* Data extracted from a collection

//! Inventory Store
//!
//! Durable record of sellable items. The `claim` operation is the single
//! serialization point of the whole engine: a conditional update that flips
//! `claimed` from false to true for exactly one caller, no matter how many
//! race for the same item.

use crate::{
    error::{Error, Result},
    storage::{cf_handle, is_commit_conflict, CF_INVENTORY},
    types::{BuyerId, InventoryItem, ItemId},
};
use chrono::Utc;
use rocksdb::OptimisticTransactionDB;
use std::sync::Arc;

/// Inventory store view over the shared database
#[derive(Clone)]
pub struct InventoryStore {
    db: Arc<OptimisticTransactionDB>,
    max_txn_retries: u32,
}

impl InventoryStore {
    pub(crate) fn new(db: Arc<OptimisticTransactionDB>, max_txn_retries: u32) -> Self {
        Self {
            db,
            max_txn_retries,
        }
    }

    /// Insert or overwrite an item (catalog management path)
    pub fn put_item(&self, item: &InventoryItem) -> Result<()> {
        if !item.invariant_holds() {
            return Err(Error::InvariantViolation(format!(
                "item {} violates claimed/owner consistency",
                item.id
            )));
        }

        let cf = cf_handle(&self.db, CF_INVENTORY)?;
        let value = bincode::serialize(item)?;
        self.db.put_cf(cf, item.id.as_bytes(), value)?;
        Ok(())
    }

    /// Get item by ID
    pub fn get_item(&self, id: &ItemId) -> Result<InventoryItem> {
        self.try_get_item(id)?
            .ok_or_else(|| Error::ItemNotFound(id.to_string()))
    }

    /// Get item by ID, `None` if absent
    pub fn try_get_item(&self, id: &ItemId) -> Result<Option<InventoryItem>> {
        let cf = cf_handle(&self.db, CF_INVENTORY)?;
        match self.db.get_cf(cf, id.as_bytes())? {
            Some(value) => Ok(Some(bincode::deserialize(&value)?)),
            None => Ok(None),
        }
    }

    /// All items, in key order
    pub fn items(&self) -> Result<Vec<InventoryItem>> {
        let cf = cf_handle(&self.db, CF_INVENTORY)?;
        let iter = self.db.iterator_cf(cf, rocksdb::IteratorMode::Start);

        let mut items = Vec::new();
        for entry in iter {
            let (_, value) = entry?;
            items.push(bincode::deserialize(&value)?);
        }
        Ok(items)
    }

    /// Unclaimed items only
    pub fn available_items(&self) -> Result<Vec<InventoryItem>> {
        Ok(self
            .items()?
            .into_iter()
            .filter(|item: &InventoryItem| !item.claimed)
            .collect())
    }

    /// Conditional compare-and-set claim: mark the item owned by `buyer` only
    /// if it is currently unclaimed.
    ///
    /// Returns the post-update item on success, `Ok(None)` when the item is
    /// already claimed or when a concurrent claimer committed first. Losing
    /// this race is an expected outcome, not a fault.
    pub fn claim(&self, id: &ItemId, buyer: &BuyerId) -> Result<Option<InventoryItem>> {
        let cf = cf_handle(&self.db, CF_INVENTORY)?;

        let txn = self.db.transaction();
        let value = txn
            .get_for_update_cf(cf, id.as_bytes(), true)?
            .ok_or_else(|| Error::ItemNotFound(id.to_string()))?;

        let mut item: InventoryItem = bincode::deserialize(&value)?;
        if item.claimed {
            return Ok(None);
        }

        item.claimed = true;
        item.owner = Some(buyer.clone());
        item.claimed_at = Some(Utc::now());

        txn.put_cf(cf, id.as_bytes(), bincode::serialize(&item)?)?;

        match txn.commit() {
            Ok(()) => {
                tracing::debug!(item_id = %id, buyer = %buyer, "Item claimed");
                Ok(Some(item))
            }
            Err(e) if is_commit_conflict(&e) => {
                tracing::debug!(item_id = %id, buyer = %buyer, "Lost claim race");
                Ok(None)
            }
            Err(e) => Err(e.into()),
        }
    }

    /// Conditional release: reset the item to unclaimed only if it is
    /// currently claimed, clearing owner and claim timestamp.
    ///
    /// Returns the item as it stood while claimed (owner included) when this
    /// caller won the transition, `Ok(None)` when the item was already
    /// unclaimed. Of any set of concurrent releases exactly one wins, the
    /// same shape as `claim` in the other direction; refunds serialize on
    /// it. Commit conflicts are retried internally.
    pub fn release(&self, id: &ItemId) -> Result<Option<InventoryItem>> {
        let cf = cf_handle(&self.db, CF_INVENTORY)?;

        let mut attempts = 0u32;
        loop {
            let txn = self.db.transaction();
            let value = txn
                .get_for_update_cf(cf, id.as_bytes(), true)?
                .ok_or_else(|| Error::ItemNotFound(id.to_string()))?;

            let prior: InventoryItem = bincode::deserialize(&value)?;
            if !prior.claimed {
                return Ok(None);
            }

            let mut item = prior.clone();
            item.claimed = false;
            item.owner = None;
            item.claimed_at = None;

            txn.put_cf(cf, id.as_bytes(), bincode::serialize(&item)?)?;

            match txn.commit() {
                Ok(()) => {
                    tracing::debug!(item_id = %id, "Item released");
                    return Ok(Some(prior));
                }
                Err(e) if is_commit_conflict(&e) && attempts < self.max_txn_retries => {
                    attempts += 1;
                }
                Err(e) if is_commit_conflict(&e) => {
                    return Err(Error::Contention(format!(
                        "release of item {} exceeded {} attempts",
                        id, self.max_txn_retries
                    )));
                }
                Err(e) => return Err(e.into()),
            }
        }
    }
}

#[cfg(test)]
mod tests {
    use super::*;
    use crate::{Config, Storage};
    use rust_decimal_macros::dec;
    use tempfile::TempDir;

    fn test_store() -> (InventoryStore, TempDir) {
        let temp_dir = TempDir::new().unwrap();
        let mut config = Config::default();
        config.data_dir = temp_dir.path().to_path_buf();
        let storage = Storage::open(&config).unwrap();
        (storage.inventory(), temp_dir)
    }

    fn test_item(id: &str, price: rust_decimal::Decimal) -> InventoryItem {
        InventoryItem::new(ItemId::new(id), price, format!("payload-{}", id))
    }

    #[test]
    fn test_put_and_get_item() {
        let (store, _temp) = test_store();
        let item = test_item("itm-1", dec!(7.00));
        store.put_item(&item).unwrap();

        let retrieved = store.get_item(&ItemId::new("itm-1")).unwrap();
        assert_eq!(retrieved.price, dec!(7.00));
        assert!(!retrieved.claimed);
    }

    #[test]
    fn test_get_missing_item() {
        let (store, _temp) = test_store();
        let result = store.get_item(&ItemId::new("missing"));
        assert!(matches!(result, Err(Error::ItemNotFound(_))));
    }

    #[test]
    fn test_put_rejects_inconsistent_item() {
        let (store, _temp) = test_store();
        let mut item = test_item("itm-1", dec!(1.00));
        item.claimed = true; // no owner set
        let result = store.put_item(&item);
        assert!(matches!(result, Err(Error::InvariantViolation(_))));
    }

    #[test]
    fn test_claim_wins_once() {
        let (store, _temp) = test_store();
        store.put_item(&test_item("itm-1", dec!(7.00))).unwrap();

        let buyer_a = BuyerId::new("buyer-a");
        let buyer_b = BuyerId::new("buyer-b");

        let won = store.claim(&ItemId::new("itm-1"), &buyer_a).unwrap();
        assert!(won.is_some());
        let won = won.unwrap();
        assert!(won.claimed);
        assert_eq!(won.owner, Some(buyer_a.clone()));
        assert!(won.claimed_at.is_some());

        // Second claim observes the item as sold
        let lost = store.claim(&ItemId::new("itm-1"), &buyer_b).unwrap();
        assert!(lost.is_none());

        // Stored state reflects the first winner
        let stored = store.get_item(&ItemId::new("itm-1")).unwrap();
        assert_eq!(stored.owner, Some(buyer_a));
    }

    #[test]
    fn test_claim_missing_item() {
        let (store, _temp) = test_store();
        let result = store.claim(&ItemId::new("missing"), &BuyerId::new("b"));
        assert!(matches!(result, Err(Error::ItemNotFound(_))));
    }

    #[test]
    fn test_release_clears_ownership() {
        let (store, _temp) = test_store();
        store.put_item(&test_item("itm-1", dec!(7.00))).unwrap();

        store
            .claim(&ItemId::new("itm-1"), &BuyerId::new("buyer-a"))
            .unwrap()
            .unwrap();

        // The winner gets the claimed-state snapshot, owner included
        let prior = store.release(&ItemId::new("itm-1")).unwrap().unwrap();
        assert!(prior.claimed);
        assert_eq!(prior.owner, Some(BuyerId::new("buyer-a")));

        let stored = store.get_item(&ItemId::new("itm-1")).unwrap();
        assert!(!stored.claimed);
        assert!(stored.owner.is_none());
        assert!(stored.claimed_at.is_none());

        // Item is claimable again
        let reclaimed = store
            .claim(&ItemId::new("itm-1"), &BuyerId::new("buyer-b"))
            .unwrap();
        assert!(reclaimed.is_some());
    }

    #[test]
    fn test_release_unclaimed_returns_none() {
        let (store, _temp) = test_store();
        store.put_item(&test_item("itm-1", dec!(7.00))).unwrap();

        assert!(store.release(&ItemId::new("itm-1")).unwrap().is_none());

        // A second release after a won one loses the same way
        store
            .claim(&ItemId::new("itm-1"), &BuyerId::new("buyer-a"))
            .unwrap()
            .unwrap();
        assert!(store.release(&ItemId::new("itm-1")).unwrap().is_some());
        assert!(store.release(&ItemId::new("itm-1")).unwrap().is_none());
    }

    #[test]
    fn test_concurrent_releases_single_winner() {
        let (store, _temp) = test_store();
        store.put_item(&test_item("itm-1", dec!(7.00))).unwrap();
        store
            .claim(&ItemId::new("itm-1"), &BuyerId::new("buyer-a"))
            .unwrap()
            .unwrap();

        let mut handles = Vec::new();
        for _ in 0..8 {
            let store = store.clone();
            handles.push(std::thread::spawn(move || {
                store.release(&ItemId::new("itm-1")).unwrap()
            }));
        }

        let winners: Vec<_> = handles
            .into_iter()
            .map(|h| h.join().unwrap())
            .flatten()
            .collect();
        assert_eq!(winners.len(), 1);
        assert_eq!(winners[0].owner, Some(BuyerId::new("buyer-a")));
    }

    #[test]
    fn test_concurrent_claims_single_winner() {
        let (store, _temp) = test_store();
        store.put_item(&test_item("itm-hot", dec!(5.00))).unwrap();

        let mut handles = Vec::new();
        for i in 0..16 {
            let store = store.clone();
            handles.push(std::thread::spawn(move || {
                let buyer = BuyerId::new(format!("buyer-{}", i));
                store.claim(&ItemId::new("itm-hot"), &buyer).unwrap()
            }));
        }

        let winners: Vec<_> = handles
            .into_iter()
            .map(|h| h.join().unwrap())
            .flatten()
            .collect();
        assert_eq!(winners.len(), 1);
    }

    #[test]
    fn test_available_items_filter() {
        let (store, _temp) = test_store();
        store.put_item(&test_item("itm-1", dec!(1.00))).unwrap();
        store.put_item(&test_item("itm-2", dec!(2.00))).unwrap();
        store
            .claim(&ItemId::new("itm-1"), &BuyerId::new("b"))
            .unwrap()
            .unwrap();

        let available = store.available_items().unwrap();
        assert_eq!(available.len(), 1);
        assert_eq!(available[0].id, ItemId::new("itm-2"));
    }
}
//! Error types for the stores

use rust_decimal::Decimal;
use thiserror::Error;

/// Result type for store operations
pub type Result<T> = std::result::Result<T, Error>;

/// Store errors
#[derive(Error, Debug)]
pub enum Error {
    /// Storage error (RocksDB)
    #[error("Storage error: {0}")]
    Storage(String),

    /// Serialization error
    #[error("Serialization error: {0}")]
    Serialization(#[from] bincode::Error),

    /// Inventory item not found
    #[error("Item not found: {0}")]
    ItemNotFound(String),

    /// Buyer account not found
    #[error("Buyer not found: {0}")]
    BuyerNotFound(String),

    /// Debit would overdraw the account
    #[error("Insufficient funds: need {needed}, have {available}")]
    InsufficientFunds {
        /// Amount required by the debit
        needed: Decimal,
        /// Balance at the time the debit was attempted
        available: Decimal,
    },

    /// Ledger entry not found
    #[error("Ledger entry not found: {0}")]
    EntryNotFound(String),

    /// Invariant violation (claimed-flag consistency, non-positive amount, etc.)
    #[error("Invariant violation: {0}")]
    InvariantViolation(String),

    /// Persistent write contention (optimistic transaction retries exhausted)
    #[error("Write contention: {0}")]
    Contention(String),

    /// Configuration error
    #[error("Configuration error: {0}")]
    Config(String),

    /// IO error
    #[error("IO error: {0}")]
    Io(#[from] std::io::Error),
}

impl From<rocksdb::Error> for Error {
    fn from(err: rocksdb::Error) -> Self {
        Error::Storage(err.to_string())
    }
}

--

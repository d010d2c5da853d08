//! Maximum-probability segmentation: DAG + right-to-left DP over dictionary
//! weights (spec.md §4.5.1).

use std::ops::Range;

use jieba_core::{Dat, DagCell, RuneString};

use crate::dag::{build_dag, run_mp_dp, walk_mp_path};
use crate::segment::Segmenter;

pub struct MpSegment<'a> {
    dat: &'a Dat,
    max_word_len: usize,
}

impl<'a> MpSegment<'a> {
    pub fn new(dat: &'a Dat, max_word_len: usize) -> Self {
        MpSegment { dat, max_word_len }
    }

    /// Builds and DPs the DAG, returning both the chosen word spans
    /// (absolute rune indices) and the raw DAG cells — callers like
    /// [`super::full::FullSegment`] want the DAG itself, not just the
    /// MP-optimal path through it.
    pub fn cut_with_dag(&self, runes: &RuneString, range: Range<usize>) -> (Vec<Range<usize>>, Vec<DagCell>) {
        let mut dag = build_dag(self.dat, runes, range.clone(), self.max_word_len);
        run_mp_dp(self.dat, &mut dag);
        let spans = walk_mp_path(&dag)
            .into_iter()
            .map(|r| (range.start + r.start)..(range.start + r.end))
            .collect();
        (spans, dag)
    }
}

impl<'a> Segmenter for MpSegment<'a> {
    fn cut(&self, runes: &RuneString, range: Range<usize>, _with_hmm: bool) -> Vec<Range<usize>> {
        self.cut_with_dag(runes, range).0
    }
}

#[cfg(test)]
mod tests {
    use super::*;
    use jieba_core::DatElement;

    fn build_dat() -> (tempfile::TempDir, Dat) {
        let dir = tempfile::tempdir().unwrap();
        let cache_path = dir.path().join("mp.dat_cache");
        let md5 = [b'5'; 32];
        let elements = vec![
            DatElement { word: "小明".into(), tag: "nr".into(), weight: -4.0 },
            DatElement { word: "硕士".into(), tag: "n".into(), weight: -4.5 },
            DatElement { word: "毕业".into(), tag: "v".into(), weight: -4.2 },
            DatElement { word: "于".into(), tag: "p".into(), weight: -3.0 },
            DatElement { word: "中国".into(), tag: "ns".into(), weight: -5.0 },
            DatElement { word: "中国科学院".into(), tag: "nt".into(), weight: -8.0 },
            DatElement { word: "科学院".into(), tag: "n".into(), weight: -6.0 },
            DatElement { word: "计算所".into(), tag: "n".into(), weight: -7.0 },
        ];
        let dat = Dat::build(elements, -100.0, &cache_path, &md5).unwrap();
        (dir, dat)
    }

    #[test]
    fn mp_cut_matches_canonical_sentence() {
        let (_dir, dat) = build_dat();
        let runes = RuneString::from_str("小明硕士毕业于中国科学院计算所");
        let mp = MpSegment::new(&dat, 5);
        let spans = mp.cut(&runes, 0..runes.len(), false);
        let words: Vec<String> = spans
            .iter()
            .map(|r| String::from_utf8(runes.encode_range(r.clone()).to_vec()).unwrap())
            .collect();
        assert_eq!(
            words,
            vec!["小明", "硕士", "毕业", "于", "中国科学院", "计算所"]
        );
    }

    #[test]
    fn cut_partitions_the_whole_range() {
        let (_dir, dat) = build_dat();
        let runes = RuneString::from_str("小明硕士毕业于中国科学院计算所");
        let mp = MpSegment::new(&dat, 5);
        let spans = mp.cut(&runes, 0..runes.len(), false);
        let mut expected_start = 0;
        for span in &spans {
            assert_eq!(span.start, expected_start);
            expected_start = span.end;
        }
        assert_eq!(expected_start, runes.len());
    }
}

---

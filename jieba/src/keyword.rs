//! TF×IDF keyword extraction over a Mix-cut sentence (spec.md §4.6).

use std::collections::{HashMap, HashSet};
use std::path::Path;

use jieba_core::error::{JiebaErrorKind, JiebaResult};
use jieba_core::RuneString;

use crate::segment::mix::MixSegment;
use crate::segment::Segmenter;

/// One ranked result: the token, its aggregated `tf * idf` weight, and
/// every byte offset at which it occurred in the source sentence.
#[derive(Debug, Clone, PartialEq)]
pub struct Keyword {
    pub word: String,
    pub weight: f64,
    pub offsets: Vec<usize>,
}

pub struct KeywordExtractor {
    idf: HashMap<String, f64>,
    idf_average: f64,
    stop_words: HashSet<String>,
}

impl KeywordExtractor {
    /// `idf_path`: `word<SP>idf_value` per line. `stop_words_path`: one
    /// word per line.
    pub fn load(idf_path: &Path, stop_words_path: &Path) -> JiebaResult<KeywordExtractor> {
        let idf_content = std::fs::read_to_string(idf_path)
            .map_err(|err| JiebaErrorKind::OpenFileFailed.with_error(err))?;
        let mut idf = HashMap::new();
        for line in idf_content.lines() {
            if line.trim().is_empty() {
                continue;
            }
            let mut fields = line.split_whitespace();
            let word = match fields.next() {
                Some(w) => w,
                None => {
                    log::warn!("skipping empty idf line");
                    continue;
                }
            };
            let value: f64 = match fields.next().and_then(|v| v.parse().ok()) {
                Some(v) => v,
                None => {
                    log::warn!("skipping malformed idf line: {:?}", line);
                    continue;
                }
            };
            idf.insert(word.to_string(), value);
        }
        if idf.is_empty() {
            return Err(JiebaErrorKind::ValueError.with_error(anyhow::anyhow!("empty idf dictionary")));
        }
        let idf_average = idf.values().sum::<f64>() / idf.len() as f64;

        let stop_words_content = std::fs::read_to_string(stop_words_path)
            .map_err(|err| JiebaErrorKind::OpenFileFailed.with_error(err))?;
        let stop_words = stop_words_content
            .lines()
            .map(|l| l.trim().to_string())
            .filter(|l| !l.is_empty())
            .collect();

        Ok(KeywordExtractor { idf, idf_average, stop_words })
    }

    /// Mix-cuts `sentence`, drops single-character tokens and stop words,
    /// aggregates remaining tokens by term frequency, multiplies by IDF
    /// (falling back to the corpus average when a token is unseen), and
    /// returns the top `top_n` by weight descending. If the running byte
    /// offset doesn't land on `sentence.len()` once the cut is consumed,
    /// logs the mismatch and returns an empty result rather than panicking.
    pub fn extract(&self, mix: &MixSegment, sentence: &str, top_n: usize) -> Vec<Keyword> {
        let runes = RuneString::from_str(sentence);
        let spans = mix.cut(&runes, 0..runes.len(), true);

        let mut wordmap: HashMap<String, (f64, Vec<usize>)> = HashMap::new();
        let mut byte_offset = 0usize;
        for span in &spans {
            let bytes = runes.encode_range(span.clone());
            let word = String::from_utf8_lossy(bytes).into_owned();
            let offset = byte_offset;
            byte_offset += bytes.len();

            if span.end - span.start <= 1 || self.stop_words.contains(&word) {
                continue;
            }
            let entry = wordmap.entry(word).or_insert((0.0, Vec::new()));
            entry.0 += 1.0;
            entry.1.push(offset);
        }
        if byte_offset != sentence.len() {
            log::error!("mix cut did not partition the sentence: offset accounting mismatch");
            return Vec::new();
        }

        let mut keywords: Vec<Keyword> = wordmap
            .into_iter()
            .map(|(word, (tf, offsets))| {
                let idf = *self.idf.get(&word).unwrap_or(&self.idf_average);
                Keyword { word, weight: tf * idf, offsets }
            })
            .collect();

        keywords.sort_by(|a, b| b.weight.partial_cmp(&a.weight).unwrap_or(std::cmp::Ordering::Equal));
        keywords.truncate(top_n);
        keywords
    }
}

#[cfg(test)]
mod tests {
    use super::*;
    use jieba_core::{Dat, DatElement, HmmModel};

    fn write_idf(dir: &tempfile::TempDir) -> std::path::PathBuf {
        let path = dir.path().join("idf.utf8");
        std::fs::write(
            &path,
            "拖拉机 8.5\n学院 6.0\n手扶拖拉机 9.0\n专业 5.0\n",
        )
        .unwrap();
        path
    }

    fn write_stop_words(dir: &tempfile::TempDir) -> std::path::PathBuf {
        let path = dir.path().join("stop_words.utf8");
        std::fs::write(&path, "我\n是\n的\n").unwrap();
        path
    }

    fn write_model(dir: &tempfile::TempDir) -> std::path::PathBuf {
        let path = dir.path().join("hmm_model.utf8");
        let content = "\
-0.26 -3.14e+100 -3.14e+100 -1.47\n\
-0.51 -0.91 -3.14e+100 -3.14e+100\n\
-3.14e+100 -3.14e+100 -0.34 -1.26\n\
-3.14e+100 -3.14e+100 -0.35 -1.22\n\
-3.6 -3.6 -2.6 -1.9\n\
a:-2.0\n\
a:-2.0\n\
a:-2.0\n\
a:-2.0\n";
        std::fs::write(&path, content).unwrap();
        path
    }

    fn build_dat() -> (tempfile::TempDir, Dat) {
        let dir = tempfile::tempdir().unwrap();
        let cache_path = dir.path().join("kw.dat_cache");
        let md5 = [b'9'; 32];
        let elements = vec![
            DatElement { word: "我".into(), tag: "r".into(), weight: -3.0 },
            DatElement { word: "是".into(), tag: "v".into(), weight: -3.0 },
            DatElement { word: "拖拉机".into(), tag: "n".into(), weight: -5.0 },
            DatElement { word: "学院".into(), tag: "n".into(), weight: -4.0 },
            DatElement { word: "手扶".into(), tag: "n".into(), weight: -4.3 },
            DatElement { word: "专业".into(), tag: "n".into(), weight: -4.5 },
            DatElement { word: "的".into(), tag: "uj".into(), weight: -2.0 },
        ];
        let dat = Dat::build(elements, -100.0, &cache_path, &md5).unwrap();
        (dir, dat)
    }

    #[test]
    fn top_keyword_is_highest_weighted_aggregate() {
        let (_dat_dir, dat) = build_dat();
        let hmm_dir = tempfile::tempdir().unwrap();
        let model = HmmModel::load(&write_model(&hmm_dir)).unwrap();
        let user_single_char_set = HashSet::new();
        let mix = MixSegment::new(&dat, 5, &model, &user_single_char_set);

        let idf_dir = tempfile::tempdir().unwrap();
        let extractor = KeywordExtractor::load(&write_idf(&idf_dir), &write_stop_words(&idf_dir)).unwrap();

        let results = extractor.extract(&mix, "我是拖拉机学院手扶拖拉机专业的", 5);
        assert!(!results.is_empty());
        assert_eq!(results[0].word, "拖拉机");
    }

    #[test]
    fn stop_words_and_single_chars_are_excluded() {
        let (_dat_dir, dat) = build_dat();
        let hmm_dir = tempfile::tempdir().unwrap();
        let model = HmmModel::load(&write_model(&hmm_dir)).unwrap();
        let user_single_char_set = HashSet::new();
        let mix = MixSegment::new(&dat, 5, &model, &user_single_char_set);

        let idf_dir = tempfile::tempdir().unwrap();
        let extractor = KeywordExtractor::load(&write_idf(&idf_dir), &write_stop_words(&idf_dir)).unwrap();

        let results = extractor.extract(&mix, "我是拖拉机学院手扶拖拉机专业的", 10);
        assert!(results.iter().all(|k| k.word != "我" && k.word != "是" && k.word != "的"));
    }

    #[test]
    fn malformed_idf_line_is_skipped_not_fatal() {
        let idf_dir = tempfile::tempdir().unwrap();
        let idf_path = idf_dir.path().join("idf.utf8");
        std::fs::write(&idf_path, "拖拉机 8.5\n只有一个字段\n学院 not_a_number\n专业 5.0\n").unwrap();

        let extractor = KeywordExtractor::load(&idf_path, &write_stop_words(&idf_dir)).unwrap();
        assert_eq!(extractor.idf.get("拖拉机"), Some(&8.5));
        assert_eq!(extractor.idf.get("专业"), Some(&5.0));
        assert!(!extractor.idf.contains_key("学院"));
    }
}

* TASK ITEM
Report how many lines in the records above contain the word "race", giving only the number.

* PROBLEM SOLUTION
3